Antibody therapies have been in use for several decades with monoclonal antibodies, laboratory-engineered proteins, developed to combat viral infections since the emergence of this technology. While monoclonal antibodies share similarities with nanobodies, the nanobodies possess a simpler structure that allows for cloning in Escherichia coli (E. coli), significantly streamlining production. In contrast, monoclonal antibodies require cloning in mammalian cells, resulting in a more complex and costly manufacturing process.
Nanobodies also can be delivered directly to the airways through a nebuliser or nasal spray, so can be self-administered at home rather than needing an injection, giving them a further advantage.
This lab-based product which can be developed quickly, made on demand having considerable advantages and could be used earlier in the disease where it is likely to be more effective.
Science in detail
Researchers at the Franklin have isolated of nanobodies that bind to the spike protein of SARS-CoV-2 by screening nanobody phage display libraries previously generated from llamas immunized with spike proteins from several variants of the virus. The structure and binding properties of these nanobodies have been characterised in detail providing insight into their sites of interaction on the spike protein.
These nanobodies, assembled as trimers to increase binding avidity, neutralized SARS-CoV-2 variants of concern including Omicron strains, in vitro. Working with partners at UK Health Security Agency (formerly Public Health England) and the Universities of Oxford and Liverpool, the team tested the effectiveness of the nanobodies in the hamster model of SARS-CoV-2. They found that they were very effective – UK Health Security Agency described the research as having ‘significant potential for both the prevention and treatment of SARS-CoV-2’, adding that llama-derived nanobodies ‘are among the most effective SARS CoV-2-neutralising agents we have ever tested’. Thus, either alone or in combination could serve as starting points for the development of new anti-viral immunotherapeutics.

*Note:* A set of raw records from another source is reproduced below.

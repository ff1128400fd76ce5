use std::path::Path;

use image::codecs::jpeg::JpegEncoder;
use image::codecs::png::{CompressionType, FilterType, PngEncoder};
use walkdir::WalkDir;

use crate::config::{ImagesConfig, PngCompression};
use crate::util::dir_exists;

#[derive(Debug)]
pub enum OptimizeError {
    Io(std::io::Error),
    Codec(image::ImageError),
}

impl From<std::io::Error> for OptimizeError {
    fn from(err: std::io::Error) -> Self {
        OptimizeError::Io(err)
    }
}

impl From<image::ImageError> for OptimizeError {
    fn from(err: image::ImageError) -> Self {
        OptimizeError::Codec(err)
    }
}

impl std::fmt::Display for OptimizeError {
    fn fmt(&self, f: &mut std::fmt::Formatter<'_>) -> std::fmt::Result {
        match self {
            OptimizeError::Io(e) => write!(f, "IO error: {}", e),
            OptimizeError::Codec(e) => write!(f, "Image codec error: {}", e),
        }
    }
}

impl std::error::Error for OptimizeError {}

/// Re-encode every JPEG and PNG under `dir` with the configured quality
/// settings, overwriting a file only when the re-encoded version is
/// smaller. Other formats pass through untouched. Returns the number of
/// files processed.
pub fn optimize_dir(dir: &Path, config: &ImagesConfig) -> Result<usize, OptimizeError> {
    if !config.optimize || !dir_exists(dir) {
        return Ok(0);
    }

    let mut processed = 0;
    for entry in WalkDir::new(dir).into_iter().filter_map(|e| e.ok()) {
        let path = entry.path();
        if !path.is_file() {
            continue;
        }
        let ext = path
            .extension()
            .map(|ext| ext.to_string_lossy().to_lowercase());
        match ext.as_deref() {
            Some("jpg") | Some("jpeg") => {
                reencode_jpeg(path, config.jpeg_quality)?;
                processed += 1;
            }
            Some("png") => {
                reencode_png(path, config.png_compression)?;
                processed += 1;
            }
            _ => {}
        }
    }

    Ok(processed)
}

fn reencode_jpeg(path: &Path, quality: u8) -> Result<(), OptimizeError> {
    let img = image::open(path)?;
    let mut buf = Vec::new();
    let encoder = JpegEncoder::new_with_quality(&mut buf, quality);
    img.write_with_encoder(encoder)?;
    write_if_smaller(path, &buf)
}

fn reencode_png(path: &Path, compression: PngCompression) -> Result<(), OptimizeError> {
    let compression = match compression {
        PngCompression::Fast => CompressionType::Fast,
        PngCompression::Default => CompressionType::Default,
        PngCompression::Best => CompressionType::Best,
    };

    let img = image::open(path)?;
    let mut buf = Vec::new();
    let encoder = PngEncoder::new_with_quality(&mut buf, compression, FilterType::Adaptive);
    img.write_with_encoder(encoder)?;
    write_if_smaller(path, &buf)
}

fn write_if_smaller(path: &Path, encoded: &[u8]) -> Result<(), OptimizeError> {
    let current = std::fs::metadata(path)?.len();
    if (encoded.len() as u64) < current {
        std::fs::write(path, encoded)?;
    }
    Ok(())
}

#[cfg(test)]
mod tests {
    use super::*;
    use image::{DynamicImage, RgbImage};

    fn sample_image() -> DynamicImage {
        DynamicImage::ImageRgb8(RgbImage::from_fn(64, 64, |x, y| {
            image::Rgb([(x * 4) as u8, (y * 4) as u8, ((x + y) * 2) as u8])
        }))
    }

    #[test]
    fn disabled_config_is_a_no_op() {
        let dir = tempfile::tempdir().unwrap();
        sample_image().save(dir.path().join("a.png")).unwrap();

        let config = ImagesConfig {
            optimize: false,
            ..ImagesConfig::default()
        };
        assert_eq!(optimize_dir(dir.path(), &config).unwrap(), 0);
    }

    #[test]
    fn missing_directory_is_a_no_op() {
        let dir = tempfile::tempdir().unwrap();
        let config = ImagesConfig::default();
        assert_eq!(optimize_dir(&dir.path().join("nope"), &config).unwrap(), 0);
    }

    #[test]
    fn reencoded_files_stay_decodable() {
        let dir = tempfile::tempdir().unwrap();
        sample_image().save(dir.path().join("photo.jpg")).unwrap();
        sample_image().save(dir.path().join("chart.png")).unwrap();
        std::fs::write(dir.path().join("notes.txt"), "skip me").unwrap();

        let processed = optimize_dir(dir.path(), &ImagesConfig::default()).unwrap();
        assert_eq!(processed, 2);
        assert!(image::open(dir.path().join("photo.jpg")).is_ok());
        assert!(image::open(dir.path().join("chart.png")).is_ok());
        assert_eq!(
            std::fs::read_to_string(dir.path().join("notes.txt")).unwrap(),
            "skip me"
        );
    }
}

For this work the team won the Royal Society of Chemistry’s Chemistry Biology Interface Division Horizon Prize 2022. The Horizon Prizes are for teams or collaborations who are opening up new directions and possibilities in their field, through ground-breaking scientific developments.
The collaboration with UKHSA, Liverpool and Oxford enabled further detailed, structural understanding of the interactions between the virus and neutralising nanobodies, this led to development of a new generation of SARS-CoV-2 neutralising nanobodies that are much more resistant to “escape” by the evolving variants.

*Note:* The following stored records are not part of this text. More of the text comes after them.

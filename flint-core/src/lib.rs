pub mod assets;
pub mod config;
pub mod html;
pub mod images;
pub mod pages;
pub mod pipeline;
pub mod sprite;
pub mod styles;
pub mod template;
pub mod util;

// Re-export main types
pub use assets::{CopyTarget, copy_targets};
pub use pages::{PageGenerator, TEMPLATE_EXT, is_template};
pub use pipeline::{BuildError, Pipeline};
pub use template::{TemplateError, TemplateRenderer};
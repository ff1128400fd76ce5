use anyhow::Result;
use clap::{Arg, ArgMatches, Command};
use flint_core::Pipeline;
use std::path::Path;

use crate::config::FlintConfig;

pub fn add_build_args(command: Command) -> Command {
    command
        .arg(
            Arg::new("source")
                .short('s')
                .long("source")
                .value_name("DIR")
                .help("Source directory containing templates, styles and assets [default: ./src]"),
        )
        .arg(
            Arg::new("output")
                .short('o')
                .long("output")
                .value_name("DIR")
                .help("Output directory for the assembled site [default: ./dist]"),
        )
        .arg(
            Arg::new("config")
                .short('c')
                .long("config")
                .value_name("FILE")
                .help("Configuration file [default: ./flint.toml]"),
        )
}

pub fn make_subcommand() -> Command {
    add_build_args(Command::new("build"))
        .about("Render pages and assemble the production bundle")
}

pub fn execute(args: &ArgMatches) -> Result<()> {
    let flint_config = FlintConfig::load(args)?;
    let build_config = flint_config.build_config();

    let source_dir = Path::new(&build_config.source);
    let output_dir = Path::new(&build_config.output);

    let pipeline = Pipeline::new(source_dir, output_dir, flint_config.pipeline.clone());
    pipeline.build()?;

    println!("Site built successfully in {}", output_dir.display());

    Ok(())
}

Continued mutation of the SARS-CoV-2 poses a significant challenge to the development of effective antibody-based treatments as immune evasion has compromised most available immune therapeutics. Therefore, in the ‘arms race’ with the virus, there is a continuing need to identify new biologics for the prevention or treatment of SARS-CoV-2 infections. The next step will be to combine the nanobodies either as a mixture or physically joined together since it is less likely that the virus will escape from two or more different nanobodies at the same time.
Impact
The US-based biotech company IntegerBio licensed the nanobody technology and were using it to support their efforts to develop new theragnostics against viral diseases including SARS-CoV-2. They are backed by venture capital firm Samsara BioCapital.
Atul Saran, Chief Executive Officer at IntegerBio, says: “The Franklin has been at the forefront of scientific research, and it has been an excellent experience to be able to collaborate with the team. We hope that our capabilities, paired with those at the Franklin, in time, will benefit patients around the world.”